景時がはっきり怪しの者にいい放ったとき、もみじは懐で

(いいぞよ、景時!)

と喜んだ。

「そうはいかぬわ。せっかくの秘伝の譜じゃ。返すわけがなかろう?」

「そなたには、必要のないものじゃ。」

「いや!わらわも秘伝の譜を奪われた身じゃ。奪われたものを取り返して何が悪い!」

「お前は・・・もうこの世には居ない。あの世の身ならば、いさぎよく自分の行くべき所に帰れ。秘伝の譜は子孫へ口伝してその価値があるものだ。お前だけのものではない!」

「小賢しい戯言を言いおって・・・。お前の秘伝の譜も吸いとってやるわ!」

景時はもみじを取り出し、とうとう怪しの者と対決する羽目になったのでございます。

景時がもみじで奏でるその譜を聞いて、怪しの者は

「ちがう、ちがう。その譜は聞いたことがある。秘伝の譜ではない。」

と怒りだしました。

「そうか・・・。ならば・・・これはどうだ?」

と、景時が言えば

「え~い、違うと言っておるのにぃ~。」

と怒りだす始末でございます。

景時は、一晩じゅうのらりくらりとこの作戦をして、怪しい者と根競べをいたしました。

夜が明けるころ・・・さすがの怪しの者も精も根も尽きはて最後にはこう言ったのでございます。

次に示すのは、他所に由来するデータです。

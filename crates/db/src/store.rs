//! [`SessionStore`] adapter backed by PostgreSQL.

use async_trait::async_trait;
use sqlx::{Postgres, Transaction};
use worktrack_core::session::{NewSession, Session, SessionSummary};
use worktrack_core::store::{
    SessionRange, SessionStore, StoreError, StoreResult, StoreTx, USERS_NAME_CONSTRAINT,
};
use worktrack_core::types::{DbId, Timestamp};
use worktrack_core::user::{NewUser, User};

use crate::repositories::{SessionRepo, UserRepo};
use crate::DbPool;

/// PostgreSQL unique-constraint violation.
const UNIQUE_VIOLATION: &str = "23505";

/// The session store over a shared connection pool.
#[derive(Clone)]
pub struct PgSessionStore {
    pool: DbPool,
}

impl PgSessionStore {
    pub fn new(pool: DbPool) -> Self {
        Self { pool }
    }

    pub fn pool(&self) -> &DbPool {
        &self.pool
    }
}

/// An open join transaction. Dropping it without commit rolls back.
pub struct PgStoreTx {
    tx: Transaction<'static, Postgres>,
}

/// Classify a sqlx error into the storage port taxonomy.
///
/// SQLSTATE `23505` becomes [`StoreError::UniqueViolation`] carrying the
/// constraint name; everything else is treated as an outage.
pub fn classify(err: sqlx::Error) -> StoreError {
    if let sqlx::Error::Database(db_err) = &err {
        if db_err.code().as_deref() == Some(UNIQUE_VIOLATION) {
            return StoreError::UniqueViolation {
                constraint: db_err.constraint().unwrap_or("unknown").to_string(),
            };
        }
    }
    tracing::error!(error = %err, "Database error");
    StoreError::Unavailable(err.to_string())
}

#[async_trait]
impl SessionStore for PgSessionStore {
    async fn begin(&self) -> StoreResult<Box<dyn StoreTx>> {
        let tx = self.pool.begin().await.map_err(classify)?;
        Ok(Box::new(PgStoreTx { tx }))
    }

    async fn ping(&self) -> StoreResult<()> {
        crate::health_check(&self.pool).await.map_err(classify)
    }

    async fn find_user_by_name(&self, name: &str) -> StoreResult<Option<User>> {
        let row = UserRepo::find_by_name(&self.pool, name)
            .await
            .map_err(classify)?;
        Ok(row.map(User::from))
    }

    async fn find_session_by_id(&self, id: DbId) -> StoreResult<Option<Session>> {
        let row = SessionRepo::find_by_id(&self.pool, id)
            .await
            .map_err(classify)?;
        Ok(row.map(Session::from))
    }

    async fn find_active_session_by_user(&self, user_id: DbId) -> StoreResult<Option<Session>> {
        let row = SessionRepo::find_active_by_user(&self.pool, user_id)
            .await
            .map_err(classify)?;
        Ok(row.map(Session::from))
    }

    async fn update_session_planned_end(
        &self,
        id: DbId,
        previous: Timestamp,
        planned_end: Timestamp,
    ) -> StoreResult<bool> {
        SessionRepo::update_planned_end(&self.pool, id, previous, planned_end)
            .await
            .map_err(classify)
    }

    async fn update_session_work_name(&self, id: DbId, work_name: &str) -> StoreResult<bool> {
        SessionRepo::update_work_name(&self.pool, id, work_name)
            .await
            .map_err(classify)
    }

    async fn complete_session_conditional(
        &self,
        id: DbId,
        actual_end: Timestamp,
    ) -> StoreResult<u64> {
        SessionRepo::complete_if_active(&self.pool, id, actual_end)
            .await
            .map_err(classify)
    }

    async fn expire_session_conditional(
        &self,
        id: DbId,
        planned_end: Timestamp,
        actual_end: Timestamp,
    ) -> StoreResult<u64> {
        SessionRepo::complete_if_due(&self.pool, id, planned_end, actual_end)
            .await
            .map_err(classify)
    }

    async fn list_all_active_sessions(&self) -> StoreResult<Vec<SessionSummary>> {
        let rows = SessionRepo::list_active(&self.pool)
            .await
            .map_err(classify)?;
        Ok(rows.into_iter().map(SessionSummary::from).collect())
    }

    async fn list_sessions_for_user(
        &self,
        user_id: DbId,
        range: SessionRange,
    ) -> StoreResult<Vec<Session>> {
        let rows = match range {
            SessionRange::All => SessionRepo::list_by_user(&self.pool, user_id).await,
            SessionRange::Between { from, to } => {
                SessionRepo::list_by_user_between(&self.pool, user_id, from, to).await
            }
        }
        .map_err(classify)?;
        Ok(rows.into_iter().map(Session::from).collect())
    }
}

#[async_trait]
impl StoreTx for PgStoreTx {
    async fn find_user_by_name_for_update(&mut self, name: &str) -> StoreResult<Option<User>> {
        let row = UserRepo::find_by_name_for_update(&mut *self.tx, name)
            .await
            .map_err(classify)?;
        Ok(row.map(User::from))
    }

    async fn create_user(&mut self, user: &NewUser) -> StoreResult<User> {
        match UserRepo::insert_if_absent(&mut *self.tx, user).await {
            Ok(Some(row)) => Ok(row.into()),
            Ok(None) => Err(StoreError::UniqueViolation {
                constraint: USERS_NAME_CONSTRAINT.to_string(),
            }),
            Err(e) => Err(classify(e)),
        }
    }

    async fn find_active_session_by_user_for_update(
        &mut self,
        user_id: DbId,
    ) -> StoreResult<Option<Session>> {
        let row = SessionRepo::find_active_by_user_for_update(&mut *self.tx, user_id)
            .await
            .map_err(classify)?;
        Ok(row.map(Session::from))
    }

    async fn create_session(&mut self, session: &NewSession) -> StoreResult<Session> {
        let row = SessionRepo::create(&mut *self.tx, session)
            .await
            .map_err(classify)?;
        Ok(row.into())
    }

    async fn commit(self: Box<Self>) -> StoreResult<()> {
        self.tx.commit().await.map_err(classify)
    }

    async fn rollback(self: Box<Self>) -> StoreResult<()> {
        self.tx.rollback().await.map_err(classify)
    }
}
//! Session row models.

use sqlx::FromRow;
use worktrack_core::session::{Session, SessionSummary};
use worktrack_core::tier::Tier;
use worktrack_core::types::{DbId, Timestamp};

/// A row from the `sessions` table.
#[derive(Debug, Clone, FromRow)]
pub struct SessionRow {
    pub id: DbId,
    pub user_id: DbId,
    pub work_name: String,
    pub start_time: Timestamp,
    pub planned_end: Timestamp,
    pub actual_end: Option<Timestamp>,
    pub created_at: Timestamp,
    pub updated_at: Timestamp,
}

impl From<SessionRow> for Session {
    fn from(row: SessionRow) -> Self {
        Session {
            id: row.id,
            user_id: row.user_id,
            work_name: row.work_name,
            start_time: row.start_time,
            planned_end: row.planned_end,
            actual_end: row.actual_end,
            created_at: row.created_at,
            updated_at: row.updated_at,
        }
    }
}

/// An active session joined with its owner.
#[derive(Debug, Clone, FromRow)]
pub struct ActiveSessionRow {
    pub session_id: DbId,
    pub user_id: DbId,
    pub user_name: String,
    pub tier: i16,
    pub work_name: String,
    pub start_time: Timestamp,
    pub planned_end: Timestamp,
}

impl From<ActiveSessionRow> for SessionSummary {
    fn from(row: ActiveSessionRow) -> Self {
        SessionSummary {
            session_id: row.session_id,
            user_id: row.user_id,
            user_name: row.user_name,
            work_name: row.work_name,
            tier: Tier::try_from(row.tier).unwrap_or_default(),
            start_time: row.start_time,
            planned_end: row.planned_end,
        }
    }
}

「おまえ・・・相当しつこいな。もう、分かった。秘伝の譜は返す。」

「そうか・・・。わたしが今まで奏したこの曲だって、いつまで伝えられるかわからんぞ。そうなれば・・・今宵の曲のすべてが幻の秘伝の譜になるかもしれぬ。」

「あながち間違いでもない・・・。」

怪しの者はそういうと、疲れ果てた様子で夜明けとともに、自分の世界へと帰って行ったのでございました。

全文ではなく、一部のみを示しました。